=== What you have to do ===
Below are several entries. Transcribe exactly those lines that fall from the one with "- Token material" through the one with "service reports one.", end lines included.
◆ ◆ ◆ ◆ ◆ ◆ ◆
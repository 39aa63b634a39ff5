//! Auth session types.
//!
//! # Invariants
//! - Token material is never printed by `Debug`.

use crate::model::UserId;
use chrono::{DateTime, Utc};
use serde::{Deserialize, Serialize};
use std::fmt::{Debug, Formatter};

/// Authenticated user as reported by the auth service.
#[derive(Debug, Clone, PartialEq, Serialize, Deserialize)]
pub struct AuthUser {
    pub id: UserId,
    #[serde(default)]
    pub email: Option<String>,
    #[serde(default)]
    pub user_metadata: serde_json::Value,
}

impl AuthUser {
    /// Display name from sign-up metadata, if any.
    pub fn name(&self) -> Option<&str> {
        self.user_metadata.get("name").and_then(|value| value.as_str())
    }
}

/// Signed-in session; presence of one is what "authenticated" means.
#[derive(Clone, PartialEq, Serialize, Deserialize)]
pub struct Session {
    pub access_token: String,
    pub refresh_token: String,
    /// Expiry in unix seconds, when the service reports one.
    #[serde(default)]
    pub expires_at: Option<i64>,
    pub user: AuthUser,
}

impl Session {
    pub fn user_id(&self) -> UserId {
        self.user.id
    }

    /// Whether the access token expires within `leeway_secs` of `now`.
    pub fn expires_within(&self, now: DateTime<Utc>, leeway_secs: i64) -> bool {
        self.expires_at
            .is_some_and(|expires_at| expires_at <= now.timestamp() + leeway_secs)
    }
}

impl Debug for Session {
    fn fmt(&self, f: &mut Formatter<'_>) -> std::fmt::Result {
        f.debug_struct("Session")
            .field("access_token", &"<redacted>")
            .field("refresh_token", &"<redacted>")
            .field("expires_at", &self.expires_at)
            .field("user", &self.user)
            .finish()
    }
}

/// Result of a sign-up call. `session` is `None` while the service waits
/// for e-mail confirmation.
#[derive(Debug, Clone, PartialEq)]
pub struct Registration {
    pub user: AuthUser,
    pub session: Option<Session>,
}

/// Session change pushed by the backend, including out-of-band changes
/// such as token refresh or server-side revocation.
#[derive(Debug, Clone, PartialEq)]
pub enum AuthEvent {
    SignedIn(Session),
    SignedOut,
    TokenRefreshed(Session),
    UserUpdated(AuthUser),
}

/// Row of the `users` profile table.
#[derive(Debug, Clone, PartialEq, Eq, Serialize, Deserialize)]
pub struct UserProfile {
    pub id: UserId,
    pub email: String,
    #[serde(default)]
    pub name: Option<String>,
    #[serde(default)]
    pub created_at: Option<DateTime<Utc>>,
}
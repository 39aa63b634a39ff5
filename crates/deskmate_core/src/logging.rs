//! Core logging bootstrap and redaction policy.
//!
//! # Responsibility
//! - Start file-based rolling logs once per process.
//! - Provide the message sanitizer used when remote error text is logged.
//!
//! # Invariants
//! - Initialization is idempotent for the same level and directory.
//! - Reconfiguration with a different level or directory is rejected.
//! - Passwords and tokens never reach a log line; only ids, tables, counts
//!   and sanitized error text do.

use flexi_logger::{Cleanup, Criterion, FileSpec, Logger, LoggerHandle, Naming, WriteMode};
use log::{error, info};
use once_cell::sync::OnceCell;
use std::error::Error;
use std::fmt::{Display, Formatter};
use std::path::{Path, PathBuf};

const LOG_FILE_BASENAME: &str = "deskmate";
const MAX_LOG_FILE_SIZE_BYTES: u64 = 5 * 1024 * 1024;
const MAX_LOG_FILES: usize = 4;
const MAX_LOGGED_MESSAGE_CHARS: usize = 200;

static ACTIVE_LOGGER: OnceCell<ActiveLogger> = OnceCell::new();
static PANIC_HOOK: OnceCell<()> = OnceCell::new();

struct ActiveLogger {
    level: &'static str,
    dir: PathBuf,
    _handle: LoggerHandle,
}

/// Logging bootstrap failures.
#[derive(Debug)]
pub enum LoggingError {
    UnsupportedLevel(String),
    EmptyDirectory,
    RelativeDirectory(PathBuf),
    CreateDirectory {
        dir: PathBuf,
        source: std::io::Error,
    },
    Backend(String),
    AlreadyInitialized {
        active: String,
        requested: String,
    },
}

impl Display for LoggingError {
    fn fmt(&self, f: &mut Formatter<'_>) -> std::fmt::Result {
        match self {
            Self::UnsupportedLevel(level) => write!(
                f,
                "unsupported log level `{level}`; expected trace|debug|info|warn|error"
            ),
            Self::EmptyDirectory => write!(f, "log directory cannot be empty"),
            Self::RelativeDirectory(dir) => {
                write!(f, "log directory must be absolute, got `{}`", dir.display())
            }
            Self::CreateDirectory { dir, source } => write!(
                f,
                "failed to create log directory `{}`: {source}",
                dir.display()
            ),
            Self::Backend(message) => write!(f, "failed to start logger: {message}"),
            Self::AlreadyInitialized { active, requested } => write!(
                f,
                "logging already initialized with {active}; refusing to switch to {requested}"
            ),
        }
    }
}

impl Error for LoggingError {
    fn source(&self) -> Option<&(dyn Error + 'static)> {
        match self {
            Self::CreateDirectory { source, .. } => Some(source),
            _ => None,
        }
    }
}

/// Starts rolling file logs at `level` under `log_dir`.
///
/// Calling again with the same pair is a no-op; any other pair is rejected
/// with [`LoggingError::AlreadyInitialized`].
pub fn init_logging(level: &str, log_dir: impl AsRef<Path>) -> Result<(), LoggingError> {
    let level = parse_level(level)?;
    let dir = checked_log_dir(log_dir.as_ref())?;

    if let Some(active) = ACTIVE_LOGGER.get() {
        return ensure_same_config(active, level, &dir);
    }

    let active = ACTIVE_LOGGER.get_or_try_init(|| start_logger(level, &dir))?;
    ensure_same_config(active, level, &dir)
}

/// Returns `(level, dir)` of the active logger, or `None` before init.
pub fn logging_status() -> Option<(&'static str, PathBuf)> {
    ACTIVE_LOGGER
        .get()
        .map(|active| (active.level, active.dir.clone()))
}

/// Default level: `debug` for debug builds, `info` otherwise.
pub fn default_log_level() -> &'static str {
    if cfg!(debug_assertions) {
        "debug"
    } else {
        "info"
    }
}

/// Flattens and truncates free-form text (server error messages, panic
/// payloads) before it is written to a log line.
pub(crate) fn sanitize_message(value: &str) -> String {
    truncate_single_line(value, MAX_LOGGED_MESSAGE_CHARS)
}

fn start_logger(level: &'static str, dir: &Path) -> Result<ActiveLogger, LoggingError> {
    std::fs::create_dir_all(dir).map_err(|source| LoggingError::CreateDirectory {
        dir: dir.to_path_buf(),
        source,
    })?;

    let handle = Logger::try_with_str(level)
        .map_err(|err| LoggingError::Backend(err.to_string()))?
        .log_to_file(
            FileSpec::default()
                .directory(dir)
                .basename(LOG_FILE_BASENAME),
        )
        .rotate(
            Criterion::Size(MAX_LOG_FILE_SIZE_BYTES),
            Naming::Numbers,
            Cleanup::KeepLogFiles(MAX_LOG_FILES),
        )
        .write_mode(WriteMode::BufferAndFlush)
        .append()
        .format_for_files(flexi_logger::detailed_format)
        .start()
        .map_err(|err| LoggingError::Backend(err.to_string()))?;

    install_panic_hook();
    info!(
        "event=logging_start module=logging status=ok level={} os={} version={}",
        level,
        std::env::consts::OS,
        env!("CARGO_PKG_VERSION")
    );

    Ok(ActiveLogger {
        level,
        dir: dir.to_path_buf(),
        _handle: handle,
    })
}

fn ensure_same_config(
    active: &ActiveLogger,
    level: &'static str,
    dir: &Path,
) -> Result<(), LoggingError> {
    if active.level == level && active.dir == dir {
        return Ok(());
    }
    Err(LoggingError::AlreadyInitialized {
        active: format!("level `{}` at `{}`", active.level, active.dir.display()),
        requested: format!("level `{level}` at `{}`", dir.display()),
    })
}

fn parse_level(level: &str) -> Result<&'static str, LoggingError> {
    match level.trim().to_ascii_lowercase().as_str() {
        "trace" => Ok("trace"),
        "debug" => Ok("debug"),
        "info" => Ok("info"),
        "warn" | "warning" => Ok("warn"),
        "error" => Ok("error"),
        other => Err(LoggingError::UnsupportedLevel(other.to_string())),
    }
}

fn checked_log_dir(dir: &Path) -> Result<PathBuf, LoggingError> {
    if dir.as_os_str().is_empty() {
        return Err(LoggingError::EmptyDirectory);
    }
    if !dir.is_absolute() {
        return Err(LoggingError::RelativeDirectory(dir.to_path_buf()));
    }
    Ok(dir.to_path_buf())
}

fn install_panic_hook() {
    if PANIC_HOOK.set(()).is_err() {
        return;
    }

    let previous = std::panic::take_hook();
    std::panic::set_hook(Box::new(move |info| {
        let location = info
            .location()
            .map(|loc| format!("{}:{}", loc.file(), loc.line()))
            .unwrap_or_else(|| "unknown".to_string());
        let payload = if let Some(message) = info.payload().downcast_ref::<&str>() {
            (*message).to_string()
        } else if let Some(message) = info.payload().downcast_ref::<String>() {
            message.clone()
        } else {
            "non-string panic payload".to_string()
        };
        error!(
            "event=panic module=core status=error location={} payload={}",
            location,
            sanitize_message(&payload)
        );
        previous(info);
    }));
}

fn truncate_single_line(value: &str, max_chars: usize) -> String {
    let flattened = value.replace(['\n', '\r'], " ");
    let mut truncated: String = flattened.chars().take(max_chars).collect();
    if flattened.chars().count() > max_chars {
        truncated.push_str("...");
    }
    truncated
}

#[cfg(test)]
mod tests {
    use super::{
        checked_log_dir, init_logging, logging_status, parse_level, truncate_single_line,
        LoggingError,
    };
    use std::path::Path;

    #[test]
    fn parse_level_accepts_aliases_and_case() {
        assert_eq!(parse_level(" WARNING ").unwrap(), "warn");
        assert_eq!(parse_level("Info").unwrap(), "info");
        assert!(matches!(
            parse_level("verbose"),
            Err(LoggingError::UnsupportedLevel(_))
        ));
    }

    #[test]
    fn relative_log_dir_is_rejected() {
        let err = checked_log_dir(Path::new("logs/dev")).unwrap_err();
        assert!(matches!(err, LoggingError::RelativeDirectory(_)));
    }

    #[test]
    fn truncation_flattens_newlines() {
        let out = truncate_single_line("a\nb\rc-long-tail", 5);
        assert!(!out.contains('\n'));
        assert!(!out.contains('\r'));
        assert!(out.ends_with("..."));
    }

    #[test]
    fn init_is_idempotent_and_rejects_reconfiguration() {
        let first = tempfile::tempdir().unwrap();
        let second = tempfile::tempdir().unwrap();

        init_logging("info", first.path()).unwrap();
        init_logging("INFO", first.path()).unwrap();

        let level_err = init_logging("debug", first.path()).unwrap_err();
        assert!(matches!(level_err, LoggingError::AlreadyInitialized { .. }));
        let dir_err = init_logging("info", second.path()).unwrap_err();
        assert!(dir_err.to_string().contains("refusing to switch"));

        let (level, dir) = logging_status().unwrap();
        assert_eq!(level, "info");
        assert_eq!(dir, first.path());
    }
}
◆ ◆ ◆ ◆ ◆ ◆ ◆
=== Answer to this exercise ===
//! - Token material is never printed by `Debug`.

use crate::model::UserId;
use chrono::{DateTime, Utc};
use serde::{Deserialize, Serialize};
use std::fmt::{Debug, Formatter};

/// Authenticated user as reported by the auth service.
#[derive(Debug, Clone, PartialEq, Serialize, Deserialize)]
pub struct AuthUser {
    pub id: UserId,
    #[serde(default)]
    pub email: Option<String>,
    #[serde(default)]
    pub user_metadata: serde_json::Value,
}

impl AuthUser {
    /// Display name from sign-up metadata, if any.
    pub fn name(&self) -> Option<&str> {
        self.user_metadata.get("name").and_then(|value| value.as_str())
    }
}

/// Signed-in session; presence of one is what "authenticated" means.
#[derive(Clone, PartialEq, Serialize, Deserialize)]
pub struct Session {
    pub access_token: String,
    pub refresh_token: String,
    /// Expiry in unix seconds, when the service reports one.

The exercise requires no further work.